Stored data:
════════

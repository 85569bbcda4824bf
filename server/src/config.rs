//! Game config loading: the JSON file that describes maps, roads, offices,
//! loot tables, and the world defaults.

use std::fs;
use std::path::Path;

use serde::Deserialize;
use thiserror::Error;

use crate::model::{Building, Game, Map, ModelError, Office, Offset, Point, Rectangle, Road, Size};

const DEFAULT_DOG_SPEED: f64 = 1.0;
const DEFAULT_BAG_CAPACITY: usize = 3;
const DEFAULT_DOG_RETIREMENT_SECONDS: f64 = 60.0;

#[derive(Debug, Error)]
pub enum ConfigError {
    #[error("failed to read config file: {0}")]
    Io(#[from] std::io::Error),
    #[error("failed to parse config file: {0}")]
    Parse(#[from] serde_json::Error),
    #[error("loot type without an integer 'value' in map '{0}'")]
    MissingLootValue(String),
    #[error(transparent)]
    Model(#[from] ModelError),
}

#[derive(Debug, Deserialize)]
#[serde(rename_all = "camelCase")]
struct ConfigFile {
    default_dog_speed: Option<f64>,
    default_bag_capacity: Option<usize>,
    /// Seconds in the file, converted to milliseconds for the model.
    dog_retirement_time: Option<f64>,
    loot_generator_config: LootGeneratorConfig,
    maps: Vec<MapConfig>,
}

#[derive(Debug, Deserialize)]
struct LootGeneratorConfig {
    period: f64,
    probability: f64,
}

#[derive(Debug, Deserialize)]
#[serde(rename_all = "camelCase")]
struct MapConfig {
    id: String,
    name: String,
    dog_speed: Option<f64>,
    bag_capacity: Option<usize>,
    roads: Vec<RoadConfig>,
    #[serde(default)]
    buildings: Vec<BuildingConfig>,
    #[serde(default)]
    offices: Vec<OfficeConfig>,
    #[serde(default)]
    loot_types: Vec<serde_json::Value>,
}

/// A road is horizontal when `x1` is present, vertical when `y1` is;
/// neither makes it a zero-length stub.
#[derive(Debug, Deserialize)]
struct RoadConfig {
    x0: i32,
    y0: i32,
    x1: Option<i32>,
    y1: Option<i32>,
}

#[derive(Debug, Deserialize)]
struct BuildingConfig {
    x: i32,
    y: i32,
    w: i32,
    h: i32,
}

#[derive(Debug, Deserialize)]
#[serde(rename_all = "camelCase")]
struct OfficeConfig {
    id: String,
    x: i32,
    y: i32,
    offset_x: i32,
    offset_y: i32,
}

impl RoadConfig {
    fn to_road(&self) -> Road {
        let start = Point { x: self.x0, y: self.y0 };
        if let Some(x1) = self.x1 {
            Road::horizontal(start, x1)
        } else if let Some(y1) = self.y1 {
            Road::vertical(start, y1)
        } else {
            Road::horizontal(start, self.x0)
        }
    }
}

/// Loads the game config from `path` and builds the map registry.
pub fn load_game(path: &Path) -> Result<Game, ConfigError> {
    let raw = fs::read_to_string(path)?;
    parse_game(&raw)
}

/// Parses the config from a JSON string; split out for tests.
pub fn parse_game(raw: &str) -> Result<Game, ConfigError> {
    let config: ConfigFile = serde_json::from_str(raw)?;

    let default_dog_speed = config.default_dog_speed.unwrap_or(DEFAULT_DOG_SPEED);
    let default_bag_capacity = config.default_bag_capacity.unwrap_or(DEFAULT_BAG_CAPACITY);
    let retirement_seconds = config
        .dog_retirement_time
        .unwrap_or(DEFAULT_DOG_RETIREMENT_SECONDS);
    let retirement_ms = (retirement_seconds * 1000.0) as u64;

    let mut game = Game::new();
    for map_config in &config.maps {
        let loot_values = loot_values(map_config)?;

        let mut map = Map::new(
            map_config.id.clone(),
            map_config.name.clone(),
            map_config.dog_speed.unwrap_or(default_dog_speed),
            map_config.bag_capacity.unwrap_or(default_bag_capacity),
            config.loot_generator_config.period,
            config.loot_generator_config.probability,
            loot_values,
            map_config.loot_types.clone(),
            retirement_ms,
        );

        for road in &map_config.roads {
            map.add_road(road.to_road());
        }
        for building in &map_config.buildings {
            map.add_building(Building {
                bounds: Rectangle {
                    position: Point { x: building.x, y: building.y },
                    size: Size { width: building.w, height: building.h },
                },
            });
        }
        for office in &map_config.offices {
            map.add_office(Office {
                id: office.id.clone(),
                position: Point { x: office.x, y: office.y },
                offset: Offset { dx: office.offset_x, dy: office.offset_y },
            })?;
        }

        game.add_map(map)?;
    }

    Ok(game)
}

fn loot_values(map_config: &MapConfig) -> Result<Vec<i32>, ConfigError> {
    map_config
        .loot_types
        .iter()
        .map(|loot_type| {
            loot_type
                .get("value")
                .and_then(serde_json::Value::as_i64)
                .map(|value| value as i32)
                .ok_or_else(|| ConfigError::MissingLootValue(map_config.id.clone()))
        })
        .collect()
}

════════

■ WORK INSTRUCTION:
Within the data above, find the lines that contain the word "offices" and copy each of them.

■ TASK SOLUTION:
//! Game config loading: the JSON file that describes maps, roads, offices,
    offices: Vec<OfficeConfig>,
        for office in &map_config.offices {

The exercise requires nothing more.